Step 6 β€” Train, test and document exercises (tabletops and technical drills)

Schedule regular tabletop exercises (at least semi-annually) and at least one technical drill per year (e.g., simulated ransomware containment and restore). Capture attendance, minutes, identified gaps, and action items. During technical drills, record the SIEM alerts triggered, time-to-detect and time-to-contain metrics, and restoration from backups. For small businesses, a realistic drill might be restoring a single critical VM from snapshot to verify recovery times. Audit evidence: exercise agendas, after-action reports (AAR), updated playbooks based on findings, and metrics demonstrating improvement over time.

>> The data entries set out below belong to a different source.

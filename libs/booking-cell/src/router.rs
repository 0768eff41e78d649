// libs/booking-cell/src/router.rs
use std::sync::Arc;

use axum::{
    middleware,
    routing::{delete, get, patch, post},
    Router,
};

use shared_config::AppConfig;
use shared_utils::extractor::auth_middleware;

use crate::handlers;

/// Public booking surface, no authentication.
pub fn booking_routes(state: Arc<AppConfig>) -> Router {
    Router::new()
        .route("/availability", get(handlers::get_availability))
        .route("/", post(handlers::book_appointment))
        .with_state(state)
}

/// Admin dashboard surface, behind the JWT middleware.
pub fn admin_routes(state: Arc<AppConfig>) -> Router {
    Router::new()
        .route("/", get(handlers::list_appointments))
        .route(
            "/{appointment_id}/status",
            patch(handlers::update_appointment_status),
        )
        .route("/{appointment_id}", delete(handlers::delete_appointment))
        .layer(middleware::from_fn_with_state(state.clone(), auth_middleware))
        .with_state(state)
}
// libs/booking-cell/src/services/store.rs
use async_trait::async_trait;
use chrono::{NaiveDate, Utc};
use reqwest::Method;
use serde_json::{json, Value};
use tracing::debug;

use shared_config::AppConfig;
use shared_database::supabase::SupabaseClient;

use crate::models::{
    Appointment, AppointmentDraft, AppointmentStatus, BookingError, ClosureDate,
};
use crate::services::validation::format_phone;

/// Boundary to the appointments store. The booking core needs nothing more
/// from the backing database than equality filtering on `date`/`time_slot`
/// and an insert; any keyed durable store can implement this.
///
/// No operation takes a lock or opens a transaction, so check-then-create
/// races between two concurrent bookings of the same slot can still both
/// succeed. The pre-write re-check in the wizard narrows that window, it
/// does not close it.
#[async_trait]
pub trait BookingStore: Send + Sync {
    /// True when no active appointment occupies `slot` on `date`.
    async fn is_slot_free(&self, date: NaiveDate, slot: &str) -> Result<bool, BookingError>;

    /// The subset of `candidates` with no active appointment on `date`.
    async fn free_slots(
        &self,
        date: NaiveDate,
        candidates: &[String],
    ) -> Result<Vec<String>, BookingError>;

    /// Persist the draft; the store assigns the id and creation timestamp.
    async fn create(&self, draft: &AppointmentDraft) -> Result<Appointment, BookingError>;

    /// The declared closure covering `date`, if any.
    async fn closure_on(&self, date: NaiveDate) -> Result<Option<ClosureDate>, BookingError>;
}

/// Production gateway: Supabase PostgREST over the shared client.
pub struct SupabaseBookingStore {
    supabase: SupabaseClient,
}

impl SupabaseBookingStore {
    pub fn new(config: &AppConfig) -> Self {
        Self {
            supabase: SupabaseClient::new(config),
        }
    }

    fn active_filter(date: NaiveDate) -> String {
        // Cancelled appointments release their slot
        format!(
            "date=eq.{}&status=neq.{}",
            date,
            AppointmentStatus::Cancelled
        )
    }
}

#[async_trait]
impl BookingStore for SupabaseBookingStore {
    async fn is_slot_free(&self, date: NaiveDate, slot: &str) -> Result<bool, BookingError> {
        let path = format!(
            "/rest/v1/appointments?{}&time_slot=eq.{}&select=id",
            Self::active_filter(date),
            urlencoding::encode(slot),
        );

        let result: Vec<Value> = self
            .supabase
            .request(Method::GET, &path, None, None)
            .await
            .map_err(|e| BookingError::DatabaseError(e.to_string()))?;

        Ok(result.is_empty())
    }

    async fn free_slots(
        &self,
        date: NaiveDate,
        candidates: &[String],
    ) -> Result<Vec<String>, BookingError> {
        let path = format!(
            "/rest/v1/appointments?{}&select=time_slot",
            Self::active_filter(date),
        );

        let result: Vec<Value> = self
            .supabase
            .request(Method::GET, &path, None, None)
            .await
            .map_err(|e| BookingError::DatabaseError(e.to_string()))?;

        let busy: Vec<&str> = result
            .iter()
            .filter_map(|row| row["time_slot"].as_str())
            .collect();

        debug!("{} booked slot(s) on {}", busy.len(), date);

        Ok(candidates
            .iter()
            .filter(|candidate| !busy.contains(&candidate.as_str()))
            .cloned()
            .collect())
    }

    async fn create(&self, draft: &AppointmentDraft) -> Result<Appointment, BookingError> {
        let (service, date, time_slot) = match (draft.service, draft.date, &draft.time_slot) {
            (Some(service), Some(date), Some(slot)) => (service, date, slot),
            _ => {
                return Err(BookingError::ValidationError(
                    "Draft is missing service, date or time slot".to_string(),
                ))
            }
        };

        let message = draft.message.trim();
        let appointment_data = json!({
            "name": draft.name.trim(),
            "phone": format_phone(&draft.phone),
            "service": service,
            "date": date.to_string(),
            "time_slot": time_slot,
            "message": if message.is_empty() { Value::Null } else { json!(message) },
            "status": AppointmentStatus::Pending.to_string(),
            "created_at": Utc::now().to_rfc3339(),
        });

        let mut headers = reqwest::header::HeaderMap::new();
        headers.insert(
            "Prefer",
            reqwest::header::HeaderValue::from_static("return=representation"),
        );

        let result: Vec<Value> = self
            .supabase
            .request_with_headers(
                Method::POST,
                "/rest/v1/appointments",
                None,
                Some(appointment_data),
                Some(headers),
            )
            .await
            .map_err(|e| BookingError::DatabaseError(e.to_string()))?;

        let row = result
            .into_iter()
            .next()
            .ok_or_else(|| BookingError::DatabaseError("Failed to create appointment".to_string()))?;

        let appointment: Appointment = serde_json::from_value(row).map_err(|e| {
            BookingError::DatabaseError(format!("Failed to parse created appointment: {}", e))
        })?;

        debug!(
            "Appointment {} created for {} at {}",
            appointment.id, appointment.date, appointment.time_slot
        );

        Ok(appointment)
    }

    async fn closure_on(&self, date: NaiveDate) -> Result<Option<ClosureDate>, BookingError> {
        let path = format!("/rest/v1/closure_dates?date=eq.{}", date);

        let result: Vec<Value> = self
            .supabase
            .request(Method::GET, &path, None, None)
            .await
            .map_err(|e| BookingError::DatabaseError(e.to_string()))?;

        match result.into_iter().next() {
            Some(row) => {
                let closure: ClosureDate = serde_json::from_value(row).map_err(|e| {
                    BookingError::DatabaseError(format!("Failed to parse closure date: {}", e))
                })?;
                Ok(Some(closure))
            }
            None => Ok(None),
        }
    }
}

Step 7 β€” Build an evidence mapping and audit folder aligned to Control 2-13-3

Create a control-evidence matrix that maps each requirement of Control 2-13-3 to specific artifacts: policy documents, playbooks, SIEM alert screenshots, ticketing records, forensic manifests, communications templates, and tabletop AARs. Store these artifacts in a versioned, access-audited repository (e.g., Git for docs + encrypted file server for evidence) and maintain an index file an auditor can follow. Practical tip: include a short β€œhow to review” guide for auditors (where to find logs, how to verify hashes, contact to validate exercise attendance). Audit evidence: the completed mapping spreadsheet, links to artifacts, and proof of access logs showing no tampering.

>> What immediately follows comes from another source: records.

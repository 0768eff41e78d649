// libs/settings-cell/src/router.rs
use std::sync::Arc;

use axum::{
    middleware,
    routing::{delete, get, post},
    Router,
};

use shared_config::AppConfig;
use shared_utils::extractor::auth_middleware;

use crate::handlers;

/// Public read of declared closures, for the booking calendar.
pub fn settings_routes(state: Arc<AppConfig>) -> Router {
    Router::new()
        .route("/closures", get(handlers::list_closures))
        .with_state(state)
}

/// Closure management, behind the JWT middleware.
pub fn admin_routes(state: Arc<AppConfig>) -> Router {
    Router::new()
        .route("/closures", post(handlers::create_closure))
        .route("/closures/{closure_id}", delete(handlers::delete_closure))
        .layer(middleware::from_fn_with_state(state.clone(), auth_middleware))
        .with_state(state)
}
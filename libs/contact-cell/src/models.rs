// libs/contact-cell/src/models.rs
use chrono::{DateTime, Utc};
use serde::{Deserialize, Serialize};
use thiserror::Error;
use uuid::Uuid;

use shared_models::error::AppError;

/// A message left through the site's contact form.
#[derive(Debug, Clone, Serialize, Deserialize)]
pub struct ContactMessage {
    pub id: Uuid,
    pub name: String,
    pub email: Option<String>,
    pub phone: Option<String>,
    pub message: String,
    pub read: bool,
    pub created_at: DateTime<Utc>,
}

#[derive(Debug, Clone, Deserialize)]
pub struct SubmitMessageRequest {
    pub name: String,
    pub email: Option<String>,
    pub phone: Option<String>,
    pub message: String,
}

#[derive(Error, Debug)]
pub enum ContactError {
    #[error("Validation error: {0}")]
    ValidationError(String),

    #[error("Message not found")]
    NotFound,

    #[error("Database error: {0}")]
    DatabaseError(String),
}

impl From<ContactError> for AppError {
    fn from(err: ContactError) -> Self {
        match err {
            ContactError::ValidationError(msg) => AppError::ValidationError(msg),
            ContactError::NotFound => AppError::NotFound(err.to_string()),
            ContactError::DatabaseError(msg) => AppError::Database(msg),
        }
    }
}
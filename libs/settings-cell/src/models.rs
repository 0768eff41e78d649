// libs/settings-cell/src/models.rs
use chrono::NaiveDate;
use serde::{Deserialize, Serialize};
use thiserror::Error;
use uuid::Uuid;

use shared_models::error::AppError;

/// Administrator-declared non-operating day. The booking cell reads these
/// when resolving availability; this cell owns their lifecycle.
#[derive(Debug, Clone, Serialize, Deserialize)]
pub struct ClosureDate {
    pub id: Uuid,
    pub date: NaiveDate,
    pub description: String,
}

#[derive(Debug, Clone, Deserialize)]
pub struct CreateClosureRequest {
    pub date: NaiveDate,
    pub description: String,
}

#[derive(Error, Debug)]
pub enum SettingsError {
    #[error("Validation error: {0}")]
    ValidationError(String),

    #[error("A closure is already declared for {0}")]
    DuplicateClosure(NaiveDate),

    #[error("Closure date not found")]
    NotFound,

    #[error("Database error: {0}")]
    DatabaseError(String),
}

impl From<SettingsError> for AppError {
    fn from(err: SettingsError) -> Self {
        match err {
            SettingsError::ValidationError(msg) => AppError::ValidationError(msg),
            SettingsError::DuplicateClosure(_) => AppError::Conflict(err.to_string()),
            SettingsError::NotFound => AppError::NotFound(err.to_string()),
            SettingsError::DatabaseError(msg) => AppError::Database(msg),
        }
    }
}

Step 8 β€” Post-incident review, metrics and continuous improvement

After every incident or drill, run a formal post-incident review that produces an AAR with root cause analysis, corrective actions, and measured metrics (Mean Time To Detect β€” MTTD, Mean Time To Respond β€” MTTR, % of incidents contained pre-encryption). Track remediation items in a ticketing system and verify closure through evidence (patch records, configuration changes). For small businesses, this can be a monthly security operations review where the IR lead presents metrics and progress. Audit evidence: AAR documents, closure records, metric dashboards exported from ticketing/SIEM, and change records showing remediation implementation.

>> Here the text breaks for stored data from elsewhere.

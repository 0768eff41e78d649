// Shared test double: an in-memory BookingStore with the same
// check-then-create semantics as the Supabase gateway.
use std::sync::atomic::{AtomicBool, Ordering};
use std::sync::Mutex;

use async_trait::async_trait;
use chrono::{NaiveDate, Utc};
use uuid::Uuid;

use booking_cell::models::{
    Appointment, AppointmentDraft, AppointmentStatus, BookingError, ClosureDate,
};
use booking_cell::services::store::BookingStore;
use booking_cell::services::validation::format_phone;

#[derive(Default)]
pub struct InMemoryStore {
    pub appointments: Mutex<Vec<Appointment>>,
    pub closures: Mutex<Vec<ClosureDate>>,
    pub fail_reads: AtomicBool,
    pub fail_create: AtomicBool,
}

impl InMemoryStore {
    pub fn seed_appointment(&self, date: NaiveDate, slot: &str) {
        self.appointments.lock().unwrap().push(Appointment {
            id: Uuid::new_v4(),
            name: "Seed".to_string(),
            phone: "(69) 99999-0000".to_string(),
            service: booking_cell::models::DentalService::Cleaning,
            date,
            time_slot: slot.to_string(),
            message: None,
            status: AppointmentStatus::Pending,
            created_at: Utc::now(),
        });
    }

    pub fn seed_closure(&self, date: NaiveDate, description: &str) {
        self.closures.lock().unwrap().push(ClosureDate {
            id: Uuid::new_v4(),
            date,
            description: description.to_string(),
        });
    }

    pub fn booked_count(&self) -> usize {
        self.appointments.lock().unwrap().len()
    }

    fn check_reads(&self) -> Result<(), BookingError> {
        if self.fail_reads.load(Ordering::SeqCst) {
            Err(BookingError::DatabaseError("connection refused".to_string()))
        } else {
            Ok(())
        }
    }
}

#[async_trait]
impl BookingStore for InMemoryStore {
    async fn is_slot_free(&self, date: NaiveDate, slot: &str) -> Result<bool, BookingError> {
        self.check_reads()?;
        let taken = self.appointments.lock().unwrap().iter().any(|a| {
            a.date == date && a.time_slot == slot && a.status != AppointmentStatus::Cancelled
        });
        Ok(!taken)
    }

    async fn free_slots(
        &self,
        date: NaiveDate,
        candidates: &[String],
    ) -> Result<Vec<String>, BookingError> {
        self.check_reads()?;
        let appointments = self.appointments.lock().unwrap();
        Ok(candidates
            .iter()
            .filter(|candidate| {
                !appointments.iter().any(|a| {
                    a.date == date
                        && &a.time_slot == *candidate
                        && a.status != AppointmentStatus::Cancelled
                })
            })
            .cloned()
            .collect())
    }

    async fn create(&self, draft: &AppointmentDraft) -> Result<Appointment, BookingError> {
        if self.fail_create.load(Ordering::SeqCst) {
            return Err(BookingError::DatabaseError("connection refused".to_string()));
        }

        let (service, date, time_slot) = match (draft.service, draft.date, &draft.time_slot) {
            (Some(service), Some(date), Some(slot)) => (service, date, slot.clone()),
            _ => {
                return Err(BookingError::ValidationError(
                    "Draft is missing service, date or time slot".to_string(),
                ))
            }
        };

        let appointment = Appointment {
            id: Uuid::new_v4(),
            name: draft.name.trim().to_string(),
            phone: format_phone(&draft.phone),
            service,
            date,
            time_slot,
            message: if draft.message.trim().is_empty() {
                None
            } else {
                Some(draft.message.trim().to_string())
            },
            status: AppointmentStatus::Pending,
            created_at: Utc::now(),
        };

        self.appointments.lock().unwrap().push(appointment.clone());
        Ok(appointment)
    }

    async fn closure_on(&self, date: NaiveDate) -> Result<Option<ClosureDate>, BookingError> {
        self.check_reads()?;
        Ok(self
            .closures
            .lock()
            .unwrap()
            .iter()
            .find(|c| c.date == date)
            .cloned())
    }
}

Conclusion β€” Risks of non-compliance and final checklist

Failure to implement Control 2-13-3’s incident response expectations leaves your organization exposed to prolonged disruptions, data loss, regulatory penalties, and reputational harm; it also makes audits costly and adversarial because you will lack the artifacts auditors expect. To be auditor-ready, ensure you have: (1) a signed IR policy and RACI, (2) scenario playbooks and runbooks, (3) centralized logging with retention, (4) forensics collection procedures and Chain of Custody, (5) communications and notification templates, (6) regular exercises with AARs, (7) a control-to-evidence mapping, and (8) post-incident metrics and remediation records. Implement these eight steps, retain clear versioned evidence, and run regular tabletop exercises β€” for a small business these practices are affordable and materially reduce risk while providing demonstrable proof of compliance to ECC 2-13-3.